• [Exercise]:
Look through the records below for the line holding "let mut snapshot". Write it out exactly, with each following line through the line holding "let user = store.register(Profile".

[Material provided Boundary: Start]

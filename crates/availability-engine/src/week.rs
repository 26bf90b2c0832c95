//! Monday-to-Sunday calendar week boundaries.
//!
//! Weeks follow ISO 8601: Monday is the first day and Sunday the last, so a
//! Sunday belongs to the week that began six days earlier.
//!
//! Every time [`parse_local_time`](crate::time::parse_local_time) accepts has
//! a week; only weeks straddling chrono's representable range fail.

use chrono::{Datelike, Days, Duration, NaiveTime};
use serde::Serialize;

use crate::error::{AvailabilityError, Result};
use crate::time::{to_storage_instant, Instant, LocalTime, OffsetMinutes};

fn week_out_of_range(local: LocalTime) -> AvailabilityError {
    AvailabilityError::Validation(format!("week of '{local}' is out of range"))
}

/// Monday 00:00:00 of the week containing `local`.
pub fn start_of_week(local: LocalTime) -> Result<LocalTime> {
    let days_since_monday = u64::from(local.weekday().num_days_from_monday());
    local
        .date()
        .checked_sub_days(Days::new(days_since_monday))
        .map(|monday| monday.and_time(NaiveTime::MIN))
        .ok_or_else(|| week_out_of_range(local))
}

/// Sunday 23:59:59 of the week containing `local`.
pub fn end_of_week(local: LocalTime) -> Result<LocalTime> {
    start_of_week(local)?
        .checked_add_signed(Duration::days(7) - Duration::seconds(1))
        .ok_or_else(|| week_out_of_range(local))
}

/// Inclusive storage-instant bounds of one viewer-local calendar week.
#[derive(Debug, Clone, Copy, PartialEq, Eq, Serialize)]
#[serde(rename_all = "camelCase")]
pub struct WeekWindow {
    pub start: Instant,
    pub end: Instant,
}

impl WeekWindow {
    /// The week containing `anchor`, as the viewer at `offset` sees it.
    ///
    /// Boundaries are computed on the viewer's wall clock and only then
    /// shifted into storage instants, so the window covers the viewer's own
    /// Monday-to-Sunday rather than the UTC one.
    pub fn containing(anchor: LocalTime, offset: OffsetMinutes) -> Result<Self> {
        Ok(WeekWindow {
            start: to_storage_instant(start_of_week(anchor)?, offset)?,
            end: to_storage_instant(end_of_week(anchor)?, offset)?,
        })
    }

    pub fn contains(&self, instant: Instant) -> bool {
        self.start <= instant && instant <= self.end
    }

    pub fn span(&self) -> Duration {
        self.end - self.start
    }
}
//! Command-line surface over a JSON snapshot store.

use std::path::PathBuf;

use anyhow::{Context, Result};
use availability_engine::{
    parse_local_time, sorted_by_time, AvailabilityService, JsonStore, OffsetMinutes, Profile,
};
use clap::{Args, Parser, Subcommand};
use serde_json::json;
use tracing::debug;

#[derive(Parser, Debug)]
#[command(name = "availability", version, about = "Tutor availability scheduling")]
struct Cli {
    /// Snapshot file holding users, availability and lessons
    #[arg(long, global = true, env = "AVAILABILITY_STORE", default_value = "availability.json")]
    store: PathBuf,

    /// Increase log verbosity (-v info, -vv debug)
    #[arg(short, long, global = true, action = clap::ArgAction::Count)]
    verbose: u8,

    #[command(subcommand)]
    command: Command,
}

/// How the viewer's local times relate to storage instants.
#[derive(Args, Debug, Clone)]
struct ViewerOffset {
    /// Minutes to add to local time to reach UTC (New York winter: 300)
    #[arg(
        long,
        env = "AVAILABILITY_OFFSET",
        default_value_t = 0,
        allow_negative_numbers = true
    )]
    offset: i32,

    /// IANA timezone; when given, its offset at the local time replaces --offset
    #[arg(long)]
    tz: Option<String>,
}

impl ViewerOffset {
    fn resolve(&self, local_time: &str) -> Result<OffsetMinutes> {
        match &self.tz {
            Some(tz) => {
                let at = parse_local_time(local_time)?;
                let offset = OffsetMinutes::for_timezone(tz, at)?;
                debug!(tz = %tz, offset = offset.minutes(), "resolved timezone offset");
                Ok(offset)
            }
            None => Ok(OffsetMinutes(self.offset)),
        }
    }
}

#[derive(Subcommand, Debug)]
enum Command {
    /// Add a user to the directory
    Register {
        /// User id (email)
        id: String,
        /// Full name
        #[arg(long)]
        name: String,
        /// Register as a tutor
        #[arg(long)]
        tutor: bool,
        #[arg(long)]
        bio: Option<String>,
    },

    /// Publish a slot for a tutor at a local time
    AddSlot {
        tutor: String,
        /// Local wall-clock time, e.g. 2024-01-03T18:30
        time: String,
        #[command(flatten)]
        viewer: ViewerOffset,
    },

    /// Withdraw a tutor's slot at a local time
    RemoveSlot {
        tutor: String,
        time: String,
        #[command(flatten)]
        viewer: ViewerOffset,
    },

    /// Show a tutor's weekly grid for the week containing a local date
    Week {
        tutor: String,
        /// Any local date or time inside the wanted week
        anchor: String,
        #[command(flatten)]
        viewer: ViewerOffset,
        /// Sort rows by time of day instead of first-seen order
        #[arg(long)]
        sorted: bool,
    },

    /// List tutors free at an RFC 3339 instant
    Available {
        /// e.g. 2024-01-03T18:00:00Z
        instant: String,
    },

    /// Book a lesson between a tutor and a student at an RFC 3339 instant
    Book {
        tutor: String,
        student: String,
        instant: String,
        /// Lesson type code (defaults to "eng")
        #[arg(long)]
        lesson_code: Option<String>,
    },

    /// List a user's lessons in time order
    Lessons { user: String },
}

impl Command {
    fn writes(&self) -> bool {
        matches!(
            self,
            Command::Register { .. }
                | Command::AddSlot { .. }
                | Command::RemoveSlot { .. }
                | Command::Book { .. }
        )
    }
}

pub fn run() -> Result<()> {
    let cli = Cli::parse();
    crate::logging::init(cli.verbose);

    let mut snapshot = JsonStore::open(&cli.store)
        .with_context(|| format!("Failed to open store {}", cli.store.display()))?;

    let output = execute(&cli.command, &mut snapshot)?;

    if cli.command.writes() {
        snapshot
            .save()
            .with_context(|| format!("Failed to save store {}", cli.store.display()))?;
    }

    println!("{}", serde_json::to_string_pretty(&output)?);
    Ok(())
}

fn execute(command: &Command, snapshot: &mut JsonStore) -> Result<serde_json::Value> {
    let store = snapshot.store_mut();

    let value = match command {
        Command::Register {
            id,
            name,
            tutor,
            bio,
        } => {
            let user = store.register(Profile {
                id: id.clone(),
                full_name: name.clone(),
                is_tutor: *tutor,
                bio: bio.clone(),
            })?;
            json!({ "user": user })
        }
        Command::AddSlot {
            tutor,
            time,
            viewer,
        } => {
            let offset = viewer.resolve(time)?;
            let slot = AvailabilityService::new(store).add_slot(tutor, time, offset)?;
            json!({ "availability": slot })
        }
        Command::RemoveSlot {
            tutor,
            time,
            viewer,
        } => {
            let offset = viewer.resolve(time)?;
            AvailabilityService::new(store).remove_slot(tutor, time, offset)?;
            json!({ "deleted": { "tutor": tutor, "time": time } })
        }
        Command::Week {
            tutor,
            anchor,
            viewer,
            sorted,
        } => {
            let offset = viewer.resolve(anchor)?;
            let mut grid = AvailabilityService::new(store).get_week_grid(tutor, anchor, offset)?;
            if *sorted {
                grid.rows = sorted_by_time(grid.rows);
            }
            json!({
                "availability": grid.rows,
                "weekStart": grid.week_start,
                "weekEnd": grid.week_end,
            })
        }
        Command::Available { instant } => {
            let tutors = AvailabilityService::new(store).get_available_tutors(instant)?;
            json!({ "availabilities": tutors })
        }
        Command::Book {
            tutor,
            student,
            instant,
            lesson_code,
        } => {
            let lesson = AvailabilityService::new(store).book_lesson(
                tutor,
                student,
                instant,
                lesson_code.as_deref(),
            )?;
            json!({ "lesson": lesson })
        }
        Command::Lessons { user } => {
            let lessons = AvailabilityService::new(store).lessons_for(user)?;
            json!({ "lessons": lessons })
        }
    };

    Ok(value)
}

[Material provided Boundary: End]
[Material provided Boundary: Start]

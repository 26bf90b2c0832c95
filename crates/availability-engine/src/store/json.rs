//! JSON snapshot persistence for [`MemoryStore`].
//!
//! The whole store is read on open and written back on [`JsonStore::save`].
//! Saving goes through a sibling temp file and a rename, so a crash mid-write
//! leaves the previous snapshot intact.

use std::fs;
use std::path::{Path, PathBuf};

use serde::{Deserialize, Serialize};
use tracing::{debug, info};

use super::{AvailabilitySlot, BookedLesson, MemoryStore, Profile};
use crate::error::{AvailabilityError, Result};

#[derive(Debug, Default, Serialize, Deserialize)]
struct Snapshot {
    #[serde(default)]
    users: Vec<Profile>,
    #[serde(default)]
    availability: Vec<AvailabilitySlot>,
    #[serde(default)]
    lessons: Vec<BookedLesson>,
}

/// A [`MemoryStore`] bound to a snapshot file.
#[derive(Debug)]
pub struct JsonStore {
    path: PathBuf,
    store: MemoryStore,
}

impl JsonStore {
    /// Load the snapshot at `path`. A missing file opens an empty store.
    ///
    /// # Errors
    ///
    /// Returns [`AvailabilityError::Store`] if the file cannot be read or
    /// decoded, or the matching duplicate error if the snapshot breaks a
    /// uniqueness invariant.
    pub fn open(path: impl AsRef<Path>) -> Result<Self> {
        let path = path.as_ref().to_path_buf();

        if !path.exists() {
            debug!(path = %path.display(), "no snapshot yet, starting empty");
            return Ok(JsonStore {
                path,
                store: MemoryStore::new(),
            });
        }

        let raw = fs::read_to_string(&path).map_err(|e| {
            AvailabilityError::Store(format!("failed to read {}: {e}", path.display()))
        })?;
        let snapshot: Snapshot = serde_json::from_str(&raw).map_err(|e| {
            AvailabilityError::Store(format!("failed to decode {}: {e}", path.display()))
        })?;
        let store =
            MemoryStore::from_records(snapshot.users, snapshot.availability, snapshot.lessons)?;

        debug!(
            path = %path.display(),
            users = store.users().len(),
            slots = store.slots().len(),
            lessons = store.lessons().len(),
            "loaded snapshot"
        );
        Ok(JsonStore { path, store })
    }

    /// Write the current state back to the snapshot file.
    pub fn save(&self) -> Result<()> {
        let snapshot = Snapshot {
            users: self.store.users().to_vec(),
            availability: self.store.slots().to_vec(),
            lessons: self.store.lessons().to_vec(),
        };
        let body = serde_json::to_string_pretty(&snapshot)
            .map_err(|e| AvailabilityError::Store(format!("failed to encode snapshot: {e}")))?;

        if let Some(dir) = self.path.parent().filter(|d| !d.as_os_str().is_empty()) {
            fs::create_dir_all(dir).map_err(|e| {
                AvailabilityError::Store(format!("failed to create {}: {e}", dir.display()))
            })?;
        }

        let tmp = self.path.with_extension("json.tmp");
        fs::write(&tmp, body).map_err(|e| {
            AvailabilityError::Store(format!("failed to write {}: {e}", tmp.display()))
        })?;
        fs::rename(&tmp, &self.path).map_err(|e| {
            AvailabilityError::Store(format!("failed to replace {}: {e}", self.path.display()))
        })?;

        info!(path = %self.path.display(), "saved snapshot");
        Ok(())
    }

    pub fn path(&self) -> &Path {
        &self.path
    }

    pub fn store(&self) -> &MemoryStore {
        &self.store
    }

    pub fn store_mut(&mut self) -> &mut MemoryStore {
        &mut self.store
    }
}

[Material provided Boundary: End]

• [Output of the task]:
    let mut snapshot = JsonStore::open(&cli.store)
        .with_context(|| format!("Failed to open store {}", cli.store.display()))?;

    let output = execute(&cli.command, &mut snapshot)?;

    if cli.command.writes() {
        snapshot
            .save()
            .with_context(|| format!("Failed to save store {}", cli.store.display()))?;
    }

    println!("{}", serde_json::to_string_pretty(&output)?);
    Ok(())
}

fn execute(command: &Command, snapshot: &mut JsonStore) -> Result<serde_json::Value> {
    let store = snapshot.store_mut();

    let value = match command {
        Command::Register {
            id,
            name,
            tutor,
            bio,
        } => {
            let user = store.register(Profile {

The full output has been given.